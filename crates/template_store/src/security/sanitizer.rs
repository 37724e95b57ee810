//! Content sanitization ahead of validation
//!
//! This is the only place imported content is rewritten. Section IDs and
//! ordering are never touched.

use page_model::PortableTemplate;
use regex_lite::Regex;
use serde::{Deserialize, Serialize};
use serde_json::Value;
use std::sync::OnceLock;

/// How aggressively content is rewritten
#[derive(Debug, Clone, Copy, PartialEq, Eq, Default, Serialize, Deserialize)]
#[serde(rename_all = "SCREAMING_SNAKE_CASE")]
pub enum SanitizationLevel {
    /// Everything in `Moderate`, plus style and form elements and custom JS
    Strict,
    /// Scripts, event handlers, dangerous URIs and embedded frames
    #[default]
    Moderate,
    /// Scripts and event handlers only
    Permissive,
}

/// An HTML-sanitization capability applied to untrusted template content
pub trait ContentSanitizer {
    /// Rewrite one HTML fragment
    fn sanitize_html(&self, html: &str, level: SanitizationLevel) -> String;

    /// Rewrite every text field of a template. Returns how many fields changed.
    fn sanitize_template(&self, template: &mut PortableTemplate, level: SanitizationLevel) -> usize {
        let mut changed = 0;
        for section in &mut template.sections {
            for translation in &mut section.translations {
                for field in [
                    &mut translation.title,
                    &mut translation.subtitle,
                    &mut translation.content,
                ] {
                    if let Some(text) = field.as_mut() {
                        changed += self.rewrite(text, level);
                    }
                }
                if let Some(metadata) = translation.metadata.as_mut() {
                    changed += self.sanitize_value(metadata, level);
                }
            }

            let custom = &mut section.custom_settings;
            if let Some(html) = custom.custom_html.as_mut() {
                changed += self.rewrite(html, level);
            }
            if level == SanitizationLevel::Strict {
                if custom.custom_js.take().is_some() {
                    changed += 1;
                }
                let before = custom.custom_attributes.len();
                custom
                    .custom_attributes
                    .retain(|name, _| !name.to_ascii_lowercase().starts_with("on"));
                changed += before - custom.custom_attributes.len();
            }
        }
        changed
    }

    /// Rewrite every string inside a JSON value
    fn sanitize_value(&self, value: &mut Value, level: SanitizationLevel) -> usize {
        match value {
            Value::String(text) => self.rewrite(text, level),
            Value::Array(items) => items.iter_mut().map(|v| self.sanitize_value(v, level)).sum(),
            Value::Object(map) => map.values_mut().map(|v| self.sanitize_value(v, level)).sum(),
            _ => 0,
        }
    }

    /// Sanitize `text` in place, returning 1 if it changed
    fn rewrite(&self, text: &mut String, level: SanitizationLevel) -> usize {
        let cleaned = self.sanitize_html(text, level);
        if cleaned == *text {
            0
        } else {
            *text = cleaned;
            1
        }
    }
}

struct Rule {
    regex: Regex,
    replacement: &'static str,
}

fn rules(sources: &[(&str, &'static str)]) -> Vec<Rule> {
    sources
        .iter()
        .filter_map(|(source, replacement)| match Regex::new(source) {
            Ok(regex) => Some(Rule {
                regex,
                replacement: *replacement,
            }),
            Err(e) => {
                tracing::warn!("Skipping invalid sanitizer rule {}: {}", source, e);
                None
            }
        })
        .collect()
}

fn permissive_rules() -> &'static [Rule] {
    static RULES: OnceLock<Vec<Rule>> = OnceLock::new();
    RULES.get_or_init(|| {
        rules(&[
            (r"(?is)<\s*script\b.*?<\s*/\s*script\s*>", ""),
            (r"(?is)<\s*script\b[^>]*>?", ""),
            (r#"(?i)\s+on[a-z]+\s*=\s*("[^"]*"|'[^']*'|[^\s>]+)"#, ""),
        ])
    })
}

fn moderate_rules() -> &'static [Rule] {
    static RULES: OnceLock<Vec<Rule>> = OnceLock::new();
    RULES.get_or_init(|| {
        rules(&[
            (r"(?is)<\s*(iframe|object)\b.*?<\s*/\s*(iframe|object)\s*>", ""),
            (r"(?is)<\s*/?\s*(iframe|object|embed)\b[^>]*>", ""),
            (r"(?i)javascript\s*:", "blocked:"),
            (r"(?i)vbscript\s*:", "blocked:"),
            (r"(?i)data\s*:\s*text/html", "blocked:"),
        ])
    })
}

fn strict_rules() -> &'static [Rule] {
    static RULES: OnceLock<Vec<Rule>> = OnceLock::new();
    RULES.get_or_init(|| {
        rules(&[
            (r"(?is)<\s*style\b.*?<\s*/\s*style\s*>", ""),
            (r"(?is)<\s*/?\s*(style|form|input|button|textarea|select)\b[^>]*>", ""),
        ])
    })
}

/// Regex-based sanitizer used by default on import
#[derive(Debug, Clone, Copy, Default)]
pub struct PatternSanitizer;

impl ContentSanitizer for PatternSanitizer {
    fn sanitize_html(&self, html: &str, level: SanitizationLevel) -> String {
        let mut stages = vec![permissive_rules()];
        if matches!(level, SanitizationLevel::Moderate | SanitizationLevel::Strict) {
            stages.push(moderate_rules());
        }
        if level == SanitizationLevel::Strict {
            stages.push(strict_rules());
        }

        let mut output = html.to_string();
        for rule in stages.into_iter().flatten() {
            if rule.regex.is_match(&output) {
                output = rule.regex.replace_all(&output, rule.replacement).into_owned();
            }
        }
        output
    }
}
........
### Task prompt
In this exercise, give every record above again exactly.

### Task response
filename crates/template_store/src/security/sanitizer.rs
repository 37724e95b57ee810
//! Content sanitization ahead of validation
//!
//! This is the only place imported content is rewritten. Section IDs and
//! ordering are never touched.

use page_model::PortableTemplate;
use regex_lite::Regex;
use serde::{Deserialize, Serialize};
use serde_json::Value;
use std::sync::OnceLock;

/// How aggressively content is rewritten
#[derive(Debug, Clone, Copy, PartialEq, Eq, Default, Serialize, Deserialize)]
#[serde(rename_all = "SCREAMING_SNAKE_CASE")]
pub enum SanitizationLevel {
    /// Everything in `Moderate`, plus style and form elements and custom JS
    Strict,
    /// Scripts, event handlers, dangerous URIs and embedded frames
    #[default]
    Moderate,
    /// Scripts and event handlers only
    Permissive,
}

/// An HTML-sanitization capability applied to untrusted template content
pub trait ContentSanitizer {
    /// Rewrite one HTML fragment
    fn sanitize_html(&self, html: &str, level: SanitizationLevel) -> String;

    /// Rewrite every text field of a template. Returns how many fields changed.
    fn sanitize_template(&self, template: &mut PortableTemplate, level: SanitizationLevel) -> usize {
        let mut changed = 0;
        for section in &mut template.sections {
            for translation in &mut section.translations {
                for field in [
                    &mut translation.title,
                    &mut translation.subtitle,
                    &mut translation.content,
                ] {
                    if let Some(text) = field.as_mut() {
                        changed += self.rewrite(text, level);
                    }
                }
                if let Some(metadata) = translation.metadata.as_mut() {
                    changed += self.sanitize_value(metadata, level);
                }
            }

            let custom = &mut section.custom_settings;
            if let Some(html) = custom.custom_html.as_mut() {
                changed += self.rewrite(html, level);
            }
            if level == SanitizationLevel::Strict {
                if custom.custom_js.take().is_some() {
                    changed += 1;
                }
                let before = custom.custom_attributes.len();
                custom
                    .custom_attributes
                    .retain(|name, _| !name.to_ascii_lowercase().starts_with("on"));
                changed += before - custom.custom_attributes.len();
            }
        }
        changed
    }

    /// Rewrite every string inside a JSON value
    fn sanitize_value(&self, value: &mut Value, level: SanitizationLevel) -> usize {
        match value {
            Value::String(text) => self.rewrite(text, level),
            Value::Array(items) => items.iter_mut().map(|v| self.sanitize_value(v, level)).sum(),
            Value::Object(map) => map.values_mut().map(|v| self.sanitize_value(v, level)).sum(),
            _ => 0,
        }
    }

    /// Sanitize `text` in place, returning 1 if it changed
    fn rewrite(&self, text: &mut String, level: SanitizationLevel) -> usize {
        let cleaned = self.sanitize_html(text, level);
        if cleaned == *text {
            0
        } else {
            *text = cleaned;
            1
        }
    }
}

struct Rule {
    regex: Regex,
    replacement: &'static str,
}

fn rules(sources: &[(&str, &'static str)]) -> Vec<Rule> {
    sources
        .iter()
        .filter_map(|(source, replacement)| match Regex::new(source) {
            Ok(regex) => Some(Rule {
                regex,
                replacement: *replacement,
            }),
            Err(e) => {
                tracing::warn!("Skipping invalid sanitizer rule {}: {}", source, e);
                None
            }
        })
        .collect()
}

fn permissive_rules() -> &'static [Rule] {
    static RULES: OnceLock<Vec<Rule>> = OnceLock::new();
    RULES.get_or_init(|| {
        rules(&[
            (r"(?is)<\s*script\b.*?<\s*/\s*script\s*>", ""),
            (r"(?is)<\s*script\b[^>]*>?", ""),
            (r#"(?i)\s+on[a-z]+\s*=\s*("[^"]*"|'[^']*'|[^\s>]+)"#, ""),
        ])
    })
}

fn moderate_rules() -> &'static [Rule] {
    static RULES: OnceLock<Vec<Rule>> = OnceLock::new();
    RULES.get_or_init(|| {
        rules(&[
            (r"(?is)<\s*(iframe|object)\b.*?<\s*/\s*(iframe|object)\s*>", ""),
            (r"(?is)<\s*/?\s*(iframe|object|embed)\b[^>]*>", ""),
            (r"(?i)javascript\s*:", "blocked:"),
            (r"(?i)vbscript\s*:", "blocked:"),
            (r"(?i)data\s*:\s*text/html", "blocked:"),
        ])
    })
}

fn strict_rules() -> &'static [Rule] {
    static RULES: OnceLock<Vec<Rule>> = OnceLock::new();
    RULES.get_or_init(|| {
        rules(&[
            (r"(?is)<\s*style\b.*?<\s*/\s*style\s*>", ""),
            (r"(?is)<\s*/?\s*(style|form|input|button|textarea|select)\b[^>]*>", ""),
        ])
    })
}

/// Regex-based sanitizer used by default on import
#[derive(Debug, Clone, Copy, Default)]
pub struct PatternSanitizer;

impl ContentSanitizer for PatternSanitizer {
    fn sanitize_html(&self, html: &str, level: SanitizationLevel) -> String {
        let mut stages = vec![permissive_rules()];
        if matches!(level, SanitizationLevel::Moderate | SanitizationLevel::Strict) {
            stages.push(moderate_rules());
        }
        if level == SanitizationLevel::Strict {
            stages.push(strict_rules());
        }

        let mut output = html.to_string();
        for rule in stages.into_iter().flatten() {
            if rule.regex.is_match(&output) {
                output = rule.regex.replace_all(&output, rule.replacement).into_owned();
            }
        }
        output
    }
}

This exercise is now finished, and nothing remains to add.